Put yourself in the mind of the customer: give them what they want and don't make them pay for it...right away.
Many businesses define the value of a customer by long-term or lifetime value—a formula calculated by estimating the profits generated by that customer into perpetuity (discounted back to the present). Most customers, however, have a different perspective. They define value as the difference between the highest price they would be willing to pay and the actual price. In economics, this is sometimes referred to as consumer surplus.
The trick is to find a long-term value proposition that works for both you and the customer. Unfortunately, many companies lose sight of the fact that if they don’t provide customer value in the short term, they will never have the opportunity to provide customer value in the long term, because the customer won’t come back.
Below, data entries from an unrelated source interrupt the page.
pub mod claude;
pub mod error;
pub mod generator;
pub mod memory_store;
pub mod orchestrator;
pub mod policy;
#[cfg(any(test, feature = "test-support"))]
pub mod testing;
pub mod traits;

pub use error::GenerationError;
pub use orchestrator::AiEventGenOrchestrator;
pub use policy::{AdmissionDecision, GenerationContext, PassiveAiGenPolicy, RejectReason};
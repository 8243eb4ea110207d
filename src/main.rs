//! Trampoline entry point
//!
//! Runs the game headless against the synthetic camera and hand. Pass a JSON
//! settings file as the only argument to override defaults.

use std::error::Error;

use trampoline::demo::{SweepingHand, SyntheticCamera};
use trampoline::sim::SystemClock;
use trampoline::{Game, Settings, StepOutcome};

fn main() -> Result<(), Box<dyn Error>> {
    env_logger::Builder::from_env(env_logger::Env::default().default_filter_or("info")).init();
    log::info!("Trampoline (headless) starting...");

    let settings = match std::env::args().nth(1) {
        Some(path) => Settings::load(path)?,
        None => {
            log::info!("Using default settings");
            Settings::default()
        }
    };

    let camera = SyntheticCamera::new(
        settings.frame_width,
        settings.frame_height,
        settings.drop_rate,
        settings.seed,
    );
    let hand = SweepingHand::new(settings.hand_dropout, settings.seed);
    let ticks = settings.ticks;
    let log_every = settings.log_every;

    let mut game = Game::new(settings, camera, hand, SystemClock::new())?;

    for i in 0..ticks {
        match game.step()? {
            StepOutcome::Ticked { report, snapshot } => {
                if report.bounced {
                    log::info!("Bounce at tick {i}: pos=({:.1}, {:.1})", snapshot.pos.x, snapshot.pos.y);
                }
                if log_every > 0 && i % log_every == 0 {
                    log::info!(
                        "tick {i}: pos=({:.1}, {:.1}) vel=({:.2}, {:.2}) cooldown={}",
                        snapshot.pos.x,
                        snapshot.pos.y,
                        snapshot.vel.x,
                        snapshot.vel.y,
                        snapshot.in_cooldown
                    );
                }
            }
            StepOutcome::Skipped => {}
        }

        // Pace ticks like a ~60 fps camera
        std::thread::sleep(std::time::Duration::from_millis(16));
    }

    println!("{}", serde_json::to_string_pretty(&game.stats())?);
    Ok(())
}
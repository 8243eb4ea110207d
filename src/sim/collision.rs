//! Collision queries for the ball
//!
//! Pure functions: they report what the ball touches and leave the response
//! (reflection, trampoline boost) to `Ball`.

use glam::Vec2;

use super::segment::Segment;

/// Result of a ball/trampoline contact check
#[derive(Debug, Clone, Copy, PartialEq)]
pub struct SegmentContact {
    /// Projection parameter of the ball center along the segment (in [0, 1])
    pub t: f32,
    /// Closest point on the segment to the ball center
    pub closest: Vec2,
    /// Distance from ball center to `closest`
    pub distance: f32,
    /// Angle of the segment direction, used to pick the bounce normal
    pub line_angle: f32,
}

/// Check whether a ball touches a trampoline segment
///
/// Contact requires the perpendicular foot to land on the segment itself
/// (not its extension) and the center to be within `radius` of it.
/// A zero-length segment never touches anything.
pub fn ball_segment_contact(center: Vec2, radius: f32, segment: &Segment) -> Option<SegmentContact> {
    let (t, closest) = segment.closest_point(center)?;
    let distance = (center - closest).length();

    if distance <= radius {
        Some(SegmentContact {
            t,
            closest,
            distance,
            line_angle: segment.angle(),
        })
    } else {
        None
    }
}

/// Which playfield edges a ball overlaps
#[derive(Debug, Clone, Copy, Default, PartialEq, Eq)]
pub struct BoundaryHits {
    pub left: bool,
    pub right: bool,
    pub top: bool,
    pub bottom: bool,
}

impl BoundaryHits {
    /// Touching either side wall
    #[inline]
    pub fn horizontal(&self) -> bool {
        self.left || self.right
    }

    #[inline]
    pub fn any(&self) -> bool {
        self.left || self.right || self.top || self.bottom
    }
}

/// Check the ball against the four edges of a `width` x `height` playfield
///
/// Top and bottom are exclusive: bottom only registers if top did not.
pub fn boundary_hits(pos: Vec2, radius: f32, width: f32, height: f32) -> BoundaryHits {
    let top = pos.y - radius <= 0.0;
    BoundaryHits {
        left: pos.x - radius <= 0.0,
        right: pos.x + radius >= width,
        top,
        bottom: !top && pos.y + radius >= height,
    }
}
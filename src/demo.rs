//! Synthetic camera and hand for headless runs
//!
//! Both are seeded (Pcg32) so a run is reproducible from `Settings::seed`.

use glam::Vec2;
use rand::{Rng, SeedableRng};
use rand_pcg::Pcg32;

use crate::tracking::{FrameError, FrameSource, HandDetector, HandLandmarks};

/// Clamp to a valid `random_bool` probability (NaN counts as never)
fn probability(p: f32) -> f64 {
    if p.is_nan() { 0.0 } else { f64::from(p.clamp(0.0, 1.0)) }
}

/// A frame with no pixels, only its sequence number
#[derive(Debug, Clone, Copy, PartialEq, Eq)]
pub struct FrameStamp {
    pub index: u64,
}

/// Camera that yields numbered empty frames, occasionally failing a read
pub struct SyntheticCamera {
    width: u32,
    height: u32,
    drop_rate: f64,
    next_index: u64,
    rng: Pcg32,
}

impl SyntheticCamera {
    pub fn new(width: u32, height: u32, drop_rate: f32, seed: u64) -> Self {
        Self {
            width,
            height,
            drop_rate: probability(drop_rate),
            next_index: 0,
            rng: Pcg32::seed_from_u64(seed),
        }
    }
}

impl FrameSource for SyntheticCamera {
    type Frame = FrameStamp;

    fn dimensions(&self) -> (u32, u32) {
        (self.width, self.height)
    }

    fn next_frame(&mut self) -> Result<FrameStamp, FrameError> {
        let index = self.next_index;
        self.next_index += 1;

        if self.rng.random_bool(self.drop_rate) {
            return Err(FrameError::ReadFailed(format!("synthetic drop at frame {index}")));
        }
        Ok(FrameStamp { index })
    }
}

/// Hand held flat near the bottom of the frame, swaying side to side
///
/// Thumb is on the left and index on the right so the trampoline bounces
/// the ball upward. Each frame adds a little tilt jitter, and with
/// probability `dropout` the hand is not seen at all.
pub struct SweepingHand {
    /// Normalized height of the hand
    pub height: f32,
    /// Normalized half-width between thumb and index
    pub half_span: f32,
    /// Normalized sway amplitude around the center
    pub sway: f32,
    /// Sway angular speed (radians per frame)
    pub sway_speed: f32,
    /// Maximum tilt jitter (normalized units)
    pub jitter: f32,
    dropout: f64,
    rng: Pcg32,
}

impl SweepingHand {
    pub fn new(dropout: f32, seed: u64) -> Self {
        Self {
            height: 0.8,
            half_span: 0.15,
            sway: 0.1,
            sway_speed: 0.02,
            jitter: 0.02,
            dropout: probability(dropout),
            // Offset the stream so camera and hand don't share draws
            rng: Pcg32::seed_from_u64(seed.wrapping_add(1)),
        }
    }
}

impl HandDetector<FrameStamp> for SweepingHand {
    fn detect(&mut self, frame: &FrameStamp) -> Option<HandLandmarks> {
        if self.rng.random_bool(self.dropout) {
            return None;
        }

        let center_x = 0.5 + self.sway * (frame.index as f32 * self.sway_speed).sin();
        let tilt = if self.jitter > 0.0 {
            self.rng.random_range(-self.jitter..=self.jitter)
        } else {
            0.0
        };

        let thumb = Vec2::new(center_x - self.half_span, self.height + tilt);
        let index = Vec2::new(center_x + self.half_span, self.height - tilt);
        Some(HandLandmarks::from_tips(thumb, index))
    }
}
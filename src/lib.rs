//! Trampoline - a falling ball bounced by a hand-tracked line
//!
//! Core modules:
//! - `sim`: Ball physics (gravity, wall bounces, trampoline contact, cooldown)
//! - `tracking`: Camera and hand-detector seams feeding the trampoline segment
//! - `game`: Owning loop that wires a frame source and detector to the ball
//! - `demo`: Seeded synthetic camera/hand for headless runs
//! - `settings`: JSON-loadable configuration

pub mod demo;
pub mod game;
pub mod settings;
pub mod sim;
pub mod tracking;

pub use game::{Command, Game, StepOutcome};
pub use settings::{Settings, SettingsError};

/// Game configuration constants
pub mod consts {
    /// Ball defaults
    pub const BALL_RADIUS: f32 = 20.0;
    /// Ball color in BGR order (cosmetic only)
    pub const BALL_COLOR: [u8; 3] = [255, 0, 0];

    /// Added to vertical velocity every tick (pixels/tick²)
    pub const GRAVITY: f32 = 0.5;
    /// Restitution applied to the reflected component on wall hits
    pub const BOUNCE_FACTOR: f32 = 0.8;
    /// Speed imparted by a trampoline bounce (pixels/tick)
    pub const TRAMPOLINE_BOOST: f32 = 15.0;
    /// Refractory window after a trampoline bounce (seconds)
    pub const COLLISION_COOLDOWN: f64 = 0.5;

    /// Default playfield (typical webcam frame)
    pub const FRAME_WIDTH: u32 = 640;
    pub const FRAME_HEIGHT: u32 = 480;
}
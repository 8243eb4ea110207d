//! Fixed logical tick
//!
//! One call advances the ball by one frame in the canonical order:
//! trampoline check, motion, walls.

use serde::{Deserialize, Serialize};

use super::ball::Ball;
use super::clock::Clock;
use super::segment::Segment;

/// Playfield dimensions in pixels
#[derive(Debug, Clone, Copy, PartialEq, Serialize, Deserialize)]
pub struct Playfield {
    pub width: f32,
    pub height: f32,
}

impl Playfield {
    /// Returns None unless both dimensions are positive and finite
    pub fn new(width: f32, height: f32) -> Option<Self> {
        let valid = |v: f32| v.is_finite() && v > 0.0;
        if valid(width) && valid(height) {
            Some(Self { width, height })
        } else {
            None
        }
    }
}

/// Input for a single tick
#[derive(Debug, Clone, Copy, Default, PartialEq)]
pub struct TickInput {
    /// Thumb-to-index segment, absent when no hand is tracked
    pub trampoline: Option<Segment>,
}

/// What happened during a tick
#[derive(Debug, Clone, Copy, Default, PartialEq, Eq, Serialize, Deserialize)]
pub struct TickReport {
    /// A trampoline bounce was applied this tick
    pub bounced: bool,
    /// Ball is inside the trampoline cooldown window after the tick
    pub in_cooldown: bool,
}

/// Advance the ball by one tick
pub fn tick<C: Clock>(ball: &mut Ball<C>, input: &TickInput, field: Playfield) -> TickReport {
    let bounced = match &input.trampoline {
        Some(segment) => ball.check_segment(segment),
        None => false,
    };

    ball.advance();
    ball.check_boundary(field.width, field.height);

    TickReport {
        bounced,
        in_cooldown: ball.get_collision_cooldown_status(),
    }
}
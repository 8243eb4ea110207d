//! The ball: kinematic state plus wall and trampoline responses
//!
//! Call order per tick is owned by the caller (see `tick`): trampoline check,
//! then `advance`, then `check_boundary`.

use glam::Vec2;
use serde::{Deserialize, Serialize};

use super::clock::{Clock, SystemClock};
use super::collision::{ball_segment_contact, boundary_hits};
use super::segment::{Segment, bounce_normal};
use crate::consts::*;

/// Invalid ball construction parameters
#[derive(Debug, Clone, PartialEq)]
pub enum BallError {
    NonFinite(&'static str),
    NonPositiveRadius(f32),
    NonPositiveCooldown(f64),
    NonPositiveGravity(f32),
    BounceFactorOutOfRange(f32),
    NonPositiveBoost(f32),
}

impl std::fmt::Display for BallError {
    fn fmt(&self, f: &mut std::fmt::Formatter<'_>) -> std::fmt::Result {
        match self {
            Self::NonFinite(field) => write!(f, "{field} must be finite"),
            Self::NonPositiveRadius(r) => write!(f, "radius must be positive, got {r}"),
            Self::NonPositiveCooldown(c) => {
                write!(f, "collision cooldown must be positive, got {c}")
            }
            Self::NonPositiveGravity(g) => write!(f, "gravity must be positive, got {g}"),
            Self::BounceFactorOutOfRange(b) => {
                write!(f, "bounce factor must be in (0, 1), got {b}")
            }
            Self::NonPositiveBoost(b) => write!(f, "trampoline boost must be positive, got {b}"),
        }
    }
}

impl std::error::Error for BallError {}

/// Physics constants, fixed for a ball's lifetime
#[derive(Debug, Clone, Copy, PartialEq, Serialize, Deserialize)]
#[serde(default)]
pub struct BallParams {
    pub radius: f32,
    /// Added to vertical velocity every tick
    pub gravity: f32,
    /// Restitution on wall hits, strictly between 0 and 1
    pub bounce_factor: f32,
    /// Speed set by a trampoline bounce
    pub trampoline_boost: f32,
    /// Seconds after a trampoline bounce during which another is ignored
    pub collision_cooldown: f64,
}

impl Default for BallParams {
    fn default() -> Self {
        Self {
            radius: BALL_RADIUS,
            gravity: GRAVITY,
            bounce_factor: BOUNCE_FACTOR,
            trampoline_boost: TRAMPOLINE_BOOST,
            collision_cooldown: COLLISION_COOLDOWN,
        }
    }
}

impl BallParams {
    pub fn validate(&self) -> Result<(), BallError> {
        if !self.radius.is_finite() {
            return Err(BallError::NonFinite("radius"));
        }
        if !self.gravity.is_finite() {
            return Err(BallError::NonFinite("gravity"));
        }
        if !self.bounce_factor.is_finite() {
            return Err(BallError::NonFinite("bounce_factor"));
        }
        if !self.trampoline_boost.is_finite() {
            return Err(BallError::NonFinite("trampoline_boost"));
        }
        if !self.collision_cooldown.is_finite() {
            return Err(BallError::NonFinite("collision_cooldown"));
        }
        if self.radius <= 0.0 {
            return Err(BallError::NonPositiveRadius(self.radius));
        }
        if self.collision_cooldown <= 0.0 {
            return Err(BallError::NonPositiveCooldown(self.collision_cooldown));
        }
        if self.gravity <= 0.0 {
            return Err(BallError::NonPositiveGravity(self.gravity));
        }
        if self.bounce_factor <= 0.0 || self.bounce_factor >= 1.0 {
            return Err(BallError::BounceFactorOutOfRange(self.bounce_factor));
        }
        if self.trampoline_boost <= 0.0 {
            return Err(BallError::NonPositiveBoost(self.trampoline_boost));
        }
        Ok(())
    }
}

/// Read-only view of a ball for rendering and HUD
#[derive(Debug, Clone, Copy, PartialEq, Serialize, Deserialize)]
pub struct BallSnapshot {
    pub pos: Vec2,
    pub vel: Vec2,
    pub radius: f32,
    pub color: [u8; 3],
    pub in_cooldown: bool,
}

/// The ball entity
///
/// There is no reset: restarting means building a new `Ball`.
#[derive(Debug)]
pub struct Ball<C: Clock = SystemClock> {
    pub pos: Vec2,
    pub vel: Vec2,
    color: [u8; 3],
    params: BallParams,
    /// Clock reading of the last trampoline bounce (None before the first)
    last_bounce: Option<f64>,
    clock: C,
}

impl<C: Clock> Ball<C> {
    /// Ball at rest at `center` with default parameters
    pub fn new(center: Vec2, clock: C) -> Self {
        Self {
            pos: center,
            vel: Vec2::ZERO,
            color: BALL_COLOR,
            params: BallParams::default(),
            last_bounce: None,
            clock,
        }
    }

    /// Ball at rest at `center` with custom parameters
    pub fn with_params(
        center: Vec2,
        color: [u8; 3],
        params: BallParams,
        clock: C,
    ) -> Result<Self, BallError> {
        if !center.is_finite() {
            return Err(BallError::NonFinite("center"));
        }
        params.validate()?;
        Ok(Self {
            pos: center,
            vel: Vec2::ZERO,
            color,
            params,
            last_bounce: None,
            clock,
        })
    }

    #[inline]
    pub fn radius(&self) -> f32 {
        self.params.radius
    }

    #[inline]
    pub fn color(&self) -> [u8; 3] {
        self.color
    }

    #[inline]
    pub fn params(&self) -> &BallParams {
        &self.params
    }

    /// Clock reading of the most recent trampoline bounce
    #[inline]
    pub fn last_bounce_time(&self) -> Option<f64> {
        self.last_bounce
    }

    /// Apply gravity and move by one tick
    pub fn advance(&mut self) {
        self.advance_by(1.0);
    }

    /// Apply gravity and move by `ticks` logical ticks
    ///
    /// For variable frame rates; `advance_by(1.0)` is exactly `advance()`.
    pub fn advance_by(&mut self, ticks: f32) {
        self.vel.y += self.params.gravity * ticks;
        self.pos += self.vel * ticks;
    }

    /// Reflect off the edges of a `width` x `height` playfield
    ///
    /// Side walls clamp x into `[radius, width - radius]`. The top and bottom
    /// set y exactly to the edge, top taking priority.
    pub fn check_boundary(&mut self, width: f32, height: f32) {
        let r = self.params.radius;
        let bf = self.params.bounce_factor;
        let hits = boundary_hits(self.pos, r, width, height);

        if hits.horizontal() {
            self.vel.x *= -bf;
            // A field narrower than the ball pins it to the right edge
            self.pos.x = self.pos.x.max(r).min(width - r);
            log::trace!("Wall hit (left={}, right={}) at x={}", hits.left, hits.right, self.pos.x);
        }

        if hits.top {
            self.vel.y *= -bf;
            self.pos.y = r;
            log::trace!("Ceiling hit");
        } else if hits.bottom {
            self.vel.y *= -bf;
            self.pos.y = height - r;
            log::trace!("Floor hit");
        }
    }

    /// Bounce off the trampoline `p1 -> p2` if the ball touches it
    ///
    /// Returns true only when a bounce was actually applied (contact outside
    /// the cooldown window). Zero-length segments never collide.
    pub fn check_trampoline_collision(&mut self, p1: Vec2, p2: Vec2) -> bool {
        self.check_segment(&Segment::new(p1, p2))
    }

    /// Same as `check_trampoline_collision` for an existing `Segment`
    pub fn check_segment(&mut self, segment: &Segment) -> bool {
        match ball_segment_contact(self.pos, self.params.radius, segment) {
            Some(contact) => self.bounce_trampoline(contact.line_angle),
            None => false,
        }
    }

    /// Launch the ball perpendicular to a line at `line_angle`
    ///
    /// Replaces velocity with `boost * (sin a, -cos a)`. Ignored (returns
    /// false) while the previous bounce is still cooling down.
    pub fn bounce_trampoline(&mut self, line_angle: f32) -> bool {
        let now = self.clock.now();
        if self.cooling_down_at(now) {
            log::trace!("Trampoline contact ignored (cooldown)");
            return false;
        }

        self.vel = bounce_normal(line_angle) * self.params.trampoline_boost;
        self.last_bounce = Some(now);
        log::debug!(
            "Trampoline bounce at t={now:.3}: angle={line_angle:.3}, vel=({:.2}, {:.2})",
            self.vel.x,
            self.vel.y
        );
        true
    }

    /// True while a trampoline bounce would be ignored
    pub fn get_collision_cooldown_status(&self) -> bool {
        self.cooling_down_at(self.clock.now())
    }

    #[inline]
    pub fn in_cooldown(&self) -> bool {
        self.get_collision_cooldown_status()
    }

    // Shared by the bounce gate and the status query; the boundary instant counts as cooling down
    fn cooling_down_at(&self, now: f64) -> bool {
        match self.last_bounce {
            Some(last) => now - last <= self.params.collision_cooldown,
            None => false,
        }
    }

    pub fn snapshot(&self) -> BallSnapshot {
        BallSnapshot {
            pos: self.pos,
            vel: self.vel,
            radius: self.params.radius,
            color: self.color,
            in_cooldown: self.in_cooldown(),
        }
    }
}
// ==========================================
// HMS Manager - weather API
// ==========================================
// Responsibility: fetch the raw forecast through the provider seam,
// aggregate it into daily summaries and truncate to the configured
// display window.
// ==========================================

use std::sync::Arc;

use tracing::debug;

use crate::api::error::ApiResult;
use crate::api::validator::validate_coordinates;
use crate::config::ConfigManager;
use crate::domain::weather::DailyForecastSummary;
use crate::engine::forecast::ForecastAggregator;
use crate::weather::ForecastProvider;

// ==========================================
// WeatherApi
// ==========================================
pub struct WeatherApi {
    provider: Arc<dyn ForecastProvider>,
    aggregator: ForecastAggregator,
    config: Arc<ConfigManager>,
}

impl WeatherApi {
    pub fn new(provider: Arc<dyn ForecastProvider>, config: Arc<ConfigManager>) -> Self {
        Self {
            provider,
            aggregator: ForecastAggregator::new(),
            config,
        }
    }

    /// Daily forecast for a position, truncated to the configured window
    /// (default 3 days). An empty upstream timeseries is "no forecast
    /// available" and returns an empty list, not an error.
    pub async fn get_daily_forecast(
        &self,
        lat: f64,
        lon: f64,
    ) -> ApiResult<Vec<DailyForecastSummary>> {
        validate_coordinates(lat, lon)?;

        let samples = self.provider.fetch_samples(lat, lon).await?;
        let mut days = self.aggregator.aggregate(&samples);

        let window = self.config.get_forecast_window_days().unwrap_or(3);
        days.truncate(window);

        debug!(lat, lon, day_count = days.len(), "daily forecast aggregated");
        Ok(days)
    }

    /// Forecasts for several positions, fetched concurrently. One failing
    /// position fails the batch.
    pub async fn get_daily_forecasts(
        &self,
        positions: &[(f64, f64)],
    ) -> ApiResult<Vec<Vec<DailyForecastSummary>>> {
        futures::future::try_join_all(
            positions
                .iter()
                .map(|&(lat, lon)| self.get_daily_forecast(lat, lon)),
        )
        .await
    }
}
// ==========================================
// HMS Manager - dashboard API
// ==========================================
// Responsibility: the read-only overview numbers and the recent-activity
// feed. No mutations.
// ==========================================

use std::sync::Arc;

use chrono::{Duration, NaiveDate};
use serde::{Deserialize, Serialize};

use crate::api::error::ApiResult;
use crate::config::ConfigManager;
use crate::domain::action_log::ActionLog;
use crate::domain::types::{CompetencyStatus, RiskLevel, SjaStatus};
use crate::engine::competency::CompetencyStatusEngine;
use crate::repository::action_log_repo::ActionLogRepository;
use crate::repository::competency_repo::CompetencyRepository;
use crate::repository::risk_repo::RiskAssessmentRepository;
use crate::repository::sja_repo::SjaRepository;

// ==========================================
// DashboardOverview
// ==========================================
#[derive(Debug, Clone, Serialize, Deserialize)]
pub struct DashboardOverview {
    pub open_measure_count: i64,
    pub high_risk_hazard_count: usize,
    pub sja_awaiting_approval_count: usize,
    pub expired_competency_count: usize,
    pub expiring_competency_count: usize,
    pub recent_actions: Vec<ActionLog>,
}

// ==========================================
// DashboardApi
// ==========================================
pub struct DashboardApi {
    risk_repo: Arc<RiskAssessmentRepository>,
    sja_repo: Arc<SjaRepository>,
    competency_repo: Arc<CompetencyRepository>,
    action_log_repo: Arc<ActionLogRepository>,
    config: Arc<ConfigManager>,
}

impl DashboardApi {
    pub fn new(
        risk_repo: Arc<RiskAssessmentRepository>,
        sja_repo: Arc<SjaRepository>,
        competency_repo: Arc<CompetencyRepository>,
        action_log_repo: Arc<ActionLogRepository>,
        config: Arc<ConfigManager>,
    ) -> Self {
        Self {
            risk_repo,
            sja_repo,
            competency_repo,
            action_log_repo,
            config,
        }
    }

    /// The numbers behind the dashboard cards, relative to `today`.
    pub fn get_overview(&self, today: NaiveDate) -> ApiResult<DashboardOverview> {
        let open_measure_count = self.risk_repo.count_open_measures()?;
        let high_risk_hazard_count = self.risk_repo.list_hazards_by_level(RiskLevel::High)?.len();
        let sja_awaiting_approval_count = self
            .sja_repo
            .list_records_by_status(SjaStatus::AwaitingApproval)?
            .len();

        let warning_days = self.config.get_competency_warning_days().unwrap_or(90);
        let engine = CompetencyStatusEngine::with_warning_days(warning_days);
        let cutoff = today + Duration::days(warning_days);

        let mut expired_competency_count = 0;
        let mut expiring_competency_count = 0;
        for competency in self.competency_repo.list_expiring_on_or_before(cutoff)? {
            match engine.classify(competency.expiry_date, today) {
                CompetencyStatus::Expired => expired_competency_count += 1,
                CompetencyStatus::ExpiringSoon => expiring_competency_count += 1,
                CompetencyStatus::Valid => {}
            }
        }

        let feed_limit = self.config.get_dashboard_feed_limit().unwrap_or(20);
        let recent_actions = self.action_log_repo.list_recent(feed_limit)?;

        Ok(DashboardOverview {
            open_measure_count,
            high_risk_hazard_count,
            sja_awaiting_approval_count,
            expired_competency_count,
            expiring_competency_count,
            recent_actions,
        })
    }
}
We were reminded of the importance of customer value in two recent interactions with vendors:
1. We chose a new vendor to build and manage our website. As soon as we informed the account reps of our decision, they began to suggest additional services and advice the company could provide—at no additional cost—which made us feel good about the substantial investment we were making in them.
2. We chose another vendor for some personal photography. The photographer quickly offered us an additional "bonus" product. But when we reconsidered the initial purchase and opted for a slightly lower-cost option, the rep told us we were now $200 under the amount needed to qualify for the "bonus." Feeling slightly misled, we opted for another vendor and ended up spending twice the amount we originally agreed to.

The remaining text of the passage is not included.